[TASK INPUT — start]

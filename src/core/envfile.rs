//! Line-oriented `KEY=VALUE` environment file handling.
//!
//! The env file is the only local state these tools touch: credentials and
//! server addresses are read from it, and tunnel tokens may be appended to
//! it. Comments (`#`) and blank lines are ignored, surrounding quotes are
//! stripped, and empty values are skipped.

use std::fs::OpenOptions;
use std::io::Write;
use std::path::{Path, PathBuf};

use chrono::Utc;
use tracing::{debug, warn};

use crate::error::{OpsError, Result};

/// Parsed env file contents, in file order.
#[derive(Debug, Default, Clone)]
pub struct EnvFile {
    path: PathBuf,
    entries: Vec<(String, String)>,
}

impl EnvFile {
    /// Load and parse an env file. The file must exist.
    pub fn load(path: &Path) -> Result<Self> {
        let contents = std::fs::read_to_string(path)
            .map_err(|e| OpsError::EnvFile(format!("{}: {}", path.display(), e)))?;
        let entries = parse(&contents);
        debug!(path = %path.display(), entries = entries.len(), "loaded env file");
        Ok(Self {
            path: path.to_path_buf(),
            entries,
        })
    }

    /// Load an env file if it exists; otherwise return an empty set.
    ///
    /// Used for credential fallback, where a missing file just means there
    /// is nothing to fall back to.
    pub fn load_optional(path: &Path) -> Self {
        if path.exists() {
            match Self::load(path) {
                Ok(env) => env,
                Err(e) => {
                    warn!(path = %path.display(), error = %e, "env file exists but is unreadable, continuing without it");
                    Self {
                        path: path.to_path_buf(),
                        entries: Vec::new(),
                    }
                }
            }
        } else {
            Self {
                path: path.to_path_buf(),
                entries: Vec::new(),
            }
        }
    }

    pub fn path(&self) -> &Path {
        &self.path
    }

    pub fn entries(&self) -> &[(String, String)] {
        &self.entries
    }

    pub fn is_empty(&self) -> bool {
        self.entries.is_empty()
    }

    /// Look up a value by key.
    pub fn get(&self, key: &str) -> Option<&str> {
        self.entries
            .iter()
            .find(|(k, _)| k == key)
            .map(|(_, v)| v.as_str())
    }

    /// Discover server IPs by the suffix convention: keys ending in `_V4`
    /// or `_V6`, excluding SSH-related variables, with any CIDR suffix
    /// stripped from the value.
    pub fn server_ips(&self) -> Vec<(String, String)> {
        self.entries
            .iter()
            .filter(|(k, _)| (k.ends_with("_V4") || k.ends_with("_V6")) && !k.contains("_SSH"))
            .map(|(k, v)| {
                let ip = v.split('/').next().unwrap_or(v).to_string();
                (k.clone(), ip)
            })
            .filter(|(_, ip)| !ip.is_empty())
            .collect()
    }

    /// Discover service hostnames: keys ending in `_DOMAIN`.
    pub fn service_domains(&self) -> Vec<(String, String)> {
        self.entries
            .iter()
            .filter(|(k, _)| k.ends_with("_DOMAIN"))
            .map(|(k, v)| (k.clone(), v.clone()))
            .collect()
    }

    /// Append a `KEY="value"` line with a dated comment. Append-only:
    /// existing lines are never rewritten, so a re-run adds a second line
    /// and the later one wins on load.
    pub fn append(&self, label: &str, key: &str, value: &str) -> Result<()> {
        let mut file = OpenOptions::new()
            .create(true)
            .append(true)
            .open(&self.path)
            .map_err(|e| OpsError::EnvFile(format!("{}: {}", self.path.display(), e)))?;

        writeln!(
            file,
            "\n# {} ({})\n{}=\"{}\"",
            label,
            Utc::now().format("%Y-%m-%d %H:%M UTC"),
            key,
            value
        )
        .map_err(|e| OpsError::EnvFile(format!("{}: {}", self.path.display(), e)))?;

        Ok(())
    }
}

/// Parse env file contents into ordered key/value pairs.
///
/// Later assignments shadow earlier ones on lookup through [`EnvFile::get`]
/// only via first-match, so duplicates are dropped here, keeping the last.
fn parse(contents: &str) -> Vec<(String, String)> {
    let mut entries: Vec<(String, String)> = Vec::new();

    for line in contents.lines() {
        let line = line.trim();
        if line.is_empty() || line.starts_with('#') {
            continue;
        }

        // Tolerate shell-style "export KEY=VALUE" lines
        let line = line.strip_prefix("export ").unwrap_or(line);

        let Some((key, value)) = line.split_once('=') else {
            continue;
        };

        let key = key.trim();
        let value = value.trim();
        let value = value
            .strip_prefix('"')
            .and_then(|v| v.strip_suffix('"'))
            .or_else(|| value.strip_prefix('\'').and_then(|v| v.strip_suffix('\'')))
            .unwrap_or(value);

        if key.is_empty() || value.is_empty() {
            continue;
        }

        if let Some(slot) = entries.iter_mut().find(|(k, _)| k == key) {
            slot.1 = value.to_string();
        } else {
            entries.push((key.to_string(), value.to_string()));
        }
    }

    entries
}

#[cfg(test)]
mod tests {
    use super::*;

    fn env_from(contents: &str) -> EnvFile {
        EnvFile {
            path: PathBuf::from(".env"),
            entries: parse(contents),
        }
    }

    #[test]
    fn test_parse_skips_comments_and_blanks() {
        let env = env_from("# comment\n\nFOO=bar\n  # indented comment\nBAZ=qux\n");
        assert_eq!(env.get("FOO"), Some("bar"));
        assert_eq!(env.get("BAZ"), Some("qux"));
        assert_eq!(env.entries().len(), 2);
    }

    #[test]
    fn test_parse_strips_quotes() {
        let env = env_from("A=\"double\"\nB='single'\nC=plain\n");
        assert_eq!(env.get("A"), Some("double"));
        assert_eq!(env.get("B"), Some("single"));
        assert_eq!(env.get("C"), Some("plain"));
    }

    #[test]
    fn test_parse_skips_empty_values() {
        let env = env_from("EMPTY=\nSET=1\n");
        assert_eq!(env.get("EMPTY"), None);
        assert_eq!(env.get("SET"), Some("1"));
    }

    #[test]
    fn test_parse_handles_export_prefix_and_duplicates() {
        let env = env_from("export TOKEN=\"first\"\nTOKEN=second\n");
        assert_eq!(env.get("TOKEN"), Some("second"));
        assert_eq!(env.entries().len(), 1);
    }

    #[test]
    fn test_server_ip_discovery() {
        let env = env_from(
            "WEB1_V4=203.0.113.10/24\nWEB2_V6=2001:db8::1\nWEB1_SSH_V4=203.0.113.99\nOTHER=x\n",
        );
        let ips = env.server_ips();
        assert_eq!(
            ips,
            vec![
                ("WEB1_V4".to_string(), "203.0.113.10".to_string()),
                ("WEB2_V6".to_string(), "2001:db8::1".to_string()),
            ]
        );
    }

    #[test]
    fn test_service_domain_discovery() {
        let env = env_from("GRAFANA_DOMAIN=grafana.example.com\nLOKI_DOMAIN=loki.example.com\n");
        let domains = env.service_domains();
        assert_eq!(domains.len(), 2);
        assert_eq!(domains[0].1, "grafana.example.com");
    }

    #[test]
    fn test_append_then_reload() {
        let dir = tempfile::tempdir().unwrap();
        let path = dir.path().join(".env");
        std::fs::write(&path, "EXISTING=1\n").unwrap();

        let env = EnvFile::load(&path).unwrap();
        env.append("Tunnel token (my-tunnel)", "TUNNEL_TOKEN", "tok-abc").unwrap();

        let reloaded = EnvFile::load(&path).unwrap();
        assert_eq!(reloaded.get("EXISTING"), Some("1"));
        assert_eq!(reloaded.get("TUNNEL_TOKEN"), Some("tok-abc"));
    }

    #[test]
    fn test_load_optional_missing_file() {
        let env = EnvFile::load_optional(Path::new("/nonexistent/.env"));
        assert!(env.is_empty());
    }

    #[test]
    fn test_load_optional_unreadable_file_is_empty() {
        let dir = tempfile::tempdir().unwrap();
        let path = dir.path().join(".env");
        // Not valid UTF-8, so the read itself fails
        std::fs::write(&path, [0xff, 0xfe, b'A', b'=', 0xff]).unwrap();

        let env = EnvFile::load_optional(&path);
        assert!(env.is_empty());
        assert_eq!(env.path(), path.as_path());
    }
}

[TASK INPUT — finish]

Determine how many lines of the records above contain the word "OpsError", and report only that number.

• REPLY TO THE EXERCISE
4